81.

[70] In der Gegend von Saulgau wird fast in allen Wirtshäusern auf dem Lande in der Regel am Funkensonntag das Funkenringziehen veranstaltet. Da werden von den Wirten Funkenringe der verschiedensten Größe aus weißem Mehl, geknetet mit Milch und Butter, gebacken. Diese Ringe werden numerirt und oft 50 bis 60 an der Zahl in der Wirtsstube aufgehangen, die aber an Größe alle verschieden sind, so daß der größte Ring einen Wert von einem Gulden haben kann, während der kleinste einen Kreuzer wert ist.

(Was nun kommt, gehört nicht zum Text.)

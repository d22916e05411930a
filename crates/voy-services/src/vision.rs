// SPDX-License-Identifier: MIT OR Apache-2.0
//! Vision service. Selects a mode-specific prompt template, parses the
//! model's JSON tolerantly, and coerces the result to the contract: free-form
//! categories are filtered to the 18-item travel set, scene types to the
//! 11-item set, confidence clamped to `[0, 1]`, at most three place
//! candidates. Any decode or API failure becomes `confidence = 0` with an
//! `error` and the requested mode echoed.
//!
//! With no model configured the service answers with deterministic mock
//! signals so the rest of the system can run end-to-end.

use crate::backend::VisionModel;
use crate::prompts;
use crate::{elapsed_ms, health, session_request_ids, ApiError};
use axum::extract::State;
use axum::http::HeaderMap;
use axum::routing::{get, post};
use axum::{Json, Router};
use regex::Regex;
use serde_json::json;
use std::sync::Arc;
use std::sync::OnceLock;
use std::time::Instant;
use voy_cache::{vision_key, TtlCache};
use voy_contract::vision::{
    is_scene_type, is_travel_category, PlaceCandidate, VisionMode, VisionRequest, VisionResponse,
    VisionSignals,
};
use voy_contract::{ContractRegistry, Envelope, CONTRACT_VERSION};
use voy_telemetry::{RequestRecord, ServiceMetrics};

/// Service name used in logs.
pub const SERVICE_NAME: &str = "travel-vision";

const ROUTE: &str = "/mcp/analyze_image";
const MAX_PLACE_CANDIDATES: usize = 3;
const MAX_SEARCH_QUERIES: usize = 3;

/// Shared state for the vision service.
pub struct VisionState {
    /// Cache keyed by `(sha256(image_ref)[..32], mode, trip_context)`.
    pub cache: TtlCache<VisionSignals>,
    /// Request counters.
    pub metrics: ServiceMetrics,
    /// Compiled contract registry.
    pub registry: Arc<ContractRegistry>,
    /// The vision model; `None` puts the service in mock mode.
    pub model: Option<Arc<dyn VisionModel>>,
}

/// Build the service router.
pub fn router(state: Arc<VisionState>) -> Router {
    Router::new()
        .route("/health", get(health))
        .route("/metrics", get(metrics))
        .route(ROUTE, post(analyze_image))
        .with_state(state)
}

async fn metrics(State(state): State<Arc<VisionState>>) -> Json<serde_json::Value> {
    Json(serde_json::to_value(state.metrics.snapshot()).unwrap_or_default())
}

// -- model-output parsing ---------------------------------------------------

/// Extract the first JSON object from model output, tolerating markdown
/// fences and prose around it.
pub fn extract_json(text: &str) -> Option<serde_json::Value> {
    static FENCE: OnceLock<Regex> = OnceLock::new();
    static OBJECT: OnceLock<Regex> = OnceLock::new();
    let fence = FENCE.get_or_init(|| Regex::new(r"```(?:json)?\s*([\s\S]*?)```").unwrap());
    let object = OBJECT.get_or_init(|| Regex::new(r"\{[\s\S]*\}").unwrap());

    let mut candidate = text.trim().to_string();
    if let Some(caps) = fence.captures(&candidate) {
        candidate = caps[1].trim().to_string();
    }
    if let Some(m) = object.find(&candidate) {
        if let Ok(value) = serde_json::from_str(m.as_str()) {
            return Some(value);
        }
    }
    serde_json::from_str(&candidate).ok()
}

fn clamp01(raw: Option<&serde_json::Value>, default: f64) -> f64 {
    let v = raw.and_then(|v| v.as_f64()).unwrap_or(default);
    v.clamp(0.0, 1.0)
}

fn filtered_categories(raw: Option<&serde_json::Value>) -> Option<Vec<String>> {
    let items = raw?.as_array()?;
    Some(
        items
            .iter()
            .filter_map(|v| v.as_str())
            .map(str::trim)
            .filter(|s| is_travel_category(s))
            .map(str::to_string)
            .collect(),
    )
}

fn string_list(raw: Option<&serde_json::Value>) -> Option<Vec<String>> {
    let items = raw?.as_array()?;
    Some(
        items
            .iter()
            .filter_map(|v| v.as_str())
            .map(str::trim)
            .filter(|s| !s.is_empty())
            .map(str::to_string)
            .collect(),
    )
}

fn parse_packing(raw: &serde_json::Value) -> VisionSignals {
    let mut signals = VisionSignals::empty(VisionMode::Packing);
    signals.confidence = clamp01(raw.get("confidence"), 0.5);
    signals.detected_items = Some(filtered_categories(raw.get("detected_items")).unwrap_or_default());
    signals.missing_categories =
        Some(filtered_categories(raw.get("missing_categories")).unwrap_or_default());
    signals.suitability_ok = raw.get("suitability_ok").and_then(|v| v.as_bool());
    signals.suitability_issue = raw
        .get("suitability_issue")
        .and_then(|v| v.as_str())
        .map(str::trim)
        .filter(|s| !s.is_empty())
        .map(str::to_string);
    signals.suggested_categories_for_products =
        filtered_categories(raw.get("suggested_categories_for_products")).filter(|v| !v.is_empty());
    signals
}

fn parse_landmark(raw: &serde_json::Value) -> VisionSignals {
    let mut signals = VisionSignals::empty(VisionMode::Landmark);
    signals.confidence = clamp01(raw.get("confidence"), 0.5);
    signals.scene_type = raw
        .get("scene_type")
        .and_then(|v| v.as_str())
        .filter(|s| is_scene_type(s))
        .map(str::to_string);
    signals.ocr_text = string_list(raw.get("ocr_text"));
    signals.distinctive_features = string_list(raw.get("distinctive_features"));
    signals.language_hint = raw
        .get("language_hint")
        .and_then(|v| v.as_str())
        .map(str::to_string);

    let candidates: Vec<PlaceCandidate> = raw
        .get("place_candidates")
        .and_then(|v| v.as_array())
        .map(|items| {
            items
                .iter()
                .take(MAX_PLACE_CANDIDATES)
                .filter_map(|c| {
                    let place_name = c.get("place_name")?.as_str()?.trim().to_string();
                    if place_name.is_empty() {
                        return None;
                    }
                    Some(PlaceCandidate {
                        place_name,
                        confidence: c.get("confidence").and_then(|v| v.as_f64()),
                        reason: c.get("reason").and_then(|v| v.as_str()).map(str::to_string),
                    })
                })
                .collect()
        })
        .unwrap_or_default();
    signals.place_candidates = (!candidates.is_empty()).then_some(candidates);
    signals
}

fn parse_product_similarity(raw: &serde_json::Value) -> VisionSignals {
    let mut signals = VisionSignals::empty(VisionMode::ProductSimilarity);
    signals.confidence = clamp01(raw.get("confidence"), 0.5);
    signals.category = raw
        .get("category")
        .and_then(|v| v.as_str())
        .map(str::trim)
        .filter(|s| is_travel_category(s))
        .map(str::to_string);
    signals.attributes = raw.get("attributes").filter(|v| v.is_object()).cloned();
    signals.style_keywords = string_list(raw.get("style_keywords"));
    signals.search_queries =
        string_list(raw.get("search_queries")).map(|qs| qs.into_iter().take(MAX_SEARCH_QUERIES).collect());
    signals
}

/// Coerce raw model JSON to contract signals for the requested mode.
pub fn coerce_signals(mode: VisionMode, raw: &serde_json::Value) -> VisionSignals {
    match mode {
        VisionMode::Packing => parse_packing(raw),
        VisionMode::Landmark => parse_landmark(raw),
        VisionMode::ProductSimilarity => parse_product_similarity(raw),
    }
}

/// Deterministic signals served when no model is configured; they validate
/// against the contract and exercise every downstream path.
pub fn mock_signals(mode: VisionMode) -> VisionSignals {
    match mode {
        VisionMode::Packing => {
            let mut s = VisionSignals::empty(mode);
            s.confidence = 0.9;
            s.detected_items = Some(vec![
                "light_top".into(),
                "long_pants".into(),
                "walking_shoes".into(),
            ]);
            s.missing_categories = Some(vec!["rain_jacket".into()]);
            s.suitability_ok = Some(false);
            s.suitability_issue = Some("Consider adding a layer for rain.".into());
            s.suggested_categories_for_products =
                Some(vec!["rain_jacket".into(), "umbrella".into()]);
            s
        }
        VisionMode::Landmark => {
            let mut s = VisionSignals::empty(mode);
            s.confidence = 0.85;
            s.scene_type = Some("landmark".into());
            s.ocr_text = Some(vec![]);
            s.distinctive_features = Some(vec!["famous tower".into()]);
            s.place_candidates = Some(vec![PlaceCandidate {
                place_name: "Eiffel Tower".into(),
                confidence: Some(0.9),
                reason: Some("Distinctive shape".into()),
            }]);
            s
        }
        VisionMode::ProductSimilarity => {
            let mut s = VisionSignals::empty(mode);
            s.confidence = 0.88;
            s.category = Some("day_bag".into());
            s.attributes = Some(json!({"color": "black", "style": "minimal"}));
            s.style_keywords = Some(vec!["minimal".into(), "urban".into()]);
            s.search_queries = Some(vec![
                "black minimal day bag".into(),
                "urban travel daypack".into(),
            ]);
            s
        }
    }
}

async fn run_model(
    model: &dyn VisionModel,
    req: &VisionRequest,
) -> VisionSignals {
    let (system, user) = match req.mode {
        VisionMode::Packing => (
            prompts::packing_system(req.trip_context.as_ref(), req.user_query.as_deref()),
            prompts::packing_user(req.user_query.as_deref()),
        ),
        VisionMode::Landmark => (
            prompts::landmark_system(),
            prompts::landmark_user(req.user_query.as_deref()),
        ),
        VisionMode::ProductSimilarity => (
            prompts::product_similarity_system(),
            prompts::product_similarity_user(),
        ),
    };

    let text = match model.complete(req.mode, &system, &user, &req.image_ref).await {
        Ok(text) => text,
        Err(err) => return VisionSignals::failed(req.mode, err.to_string()),
    };
    match extract_json(&text) {
        Some(raw) if raw.is_object() => coerce_signals(req.mode, &raw),
        _ => VisionSignals::failed(req.mode, "failed to parse model JSON"),
    }
}

async fn analyze_image(
    State(state): State<Arc<VisionState>>,
    headers: HeaderMap,
    Json(body): Json<serde_json::Value>,
) -> Result<Json<VisionResponse>, ApiError> {
    let (session_id, request_id) = session_request_ids(&headers);
    let start = Instant::now();

    state
        .registry
        .validate(&body, "vision_signals_request")
        .map_err(|err| ApiError::contract_violation(err.to_string()))?;
    let envelope: Envelope<VisionRequest> = serde_json::from_value(body)
        .map_err(|err| ApiError::contract_violation(err.to_string()))?;
    let req = envelope.request;

    let key = vision_key(&req.image_ref, req.mode.as_str(), req.trip_context.as_ref());

    if let Some(signals) = state.cache.get(&key) {
        let latency = elapsed_ms(start);
        state.metrics.record_request(true, latency, false);
        RequestRecord::new(SERVICE_NAME, ROUTE, true, latency, session_id, request_id, false)
            .emit();
        let debug = req.debug.then(|| json!({"mode": req.mode.as_str()}));
        return Ok(Json(VisionResponse {
            x_contract_version: CONTRACT_VERSION.into(),
            request: req,
            signals,
            debug,
        }));
    }

    let signals = match &state.model {
        Some(model) => run_model(model.as_ref(), &req).await,
        None => mock_signals(req.mode),
    };

    let failed = signals.error.is_some();
    if !failed {
        state.cache.set(key.clone(), signals.clone());
    }

    let latency = elapsed_ms(start);
    state.metrics.record_request(false, latency, failed);
    RequestRecord::new(SERVICE_NAME, ROUTE, false, latency, session_id, request_id, failed)
        .emit();

    let debug = req.debug.then(|| json!({"mode": req.mode.as_str()}));
    Ok(Json(VisionResponse {
        x_contract_version: CONTRACT_VERSION.into(),
        request: req,
        signals,
        debug,
    }))
}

Wer nun am Funkenringziehen Theil nehmen will, der hat für ein Loos sechs Kreuzer zu bezahlen. Es kann Jeder Loose nehmen, so viel er will. Sieht sich der Wirt gedeckt und sind seine Loose verschlossen, so beginnt die Gewinnstziehung. Dieses geschieht regelmäßig von einem kleinen Kinde. Diejenigen Nummern, auf welche Gewinne fallen, müssen vorgezeigt werden, und alsdann kann der Gewinn in Empfang genommen werden. In größern Orten wird des Nachmittags für die Verheirateten das Funkenringziehen abgehalten, und des Nachts für die Ledigen. Das ist ein Fest für Jung und Alt.

Quelle:
Birlinger, Anton: Sitten und Gebräuche. Freiburg im Breisgau 1862, S. 70.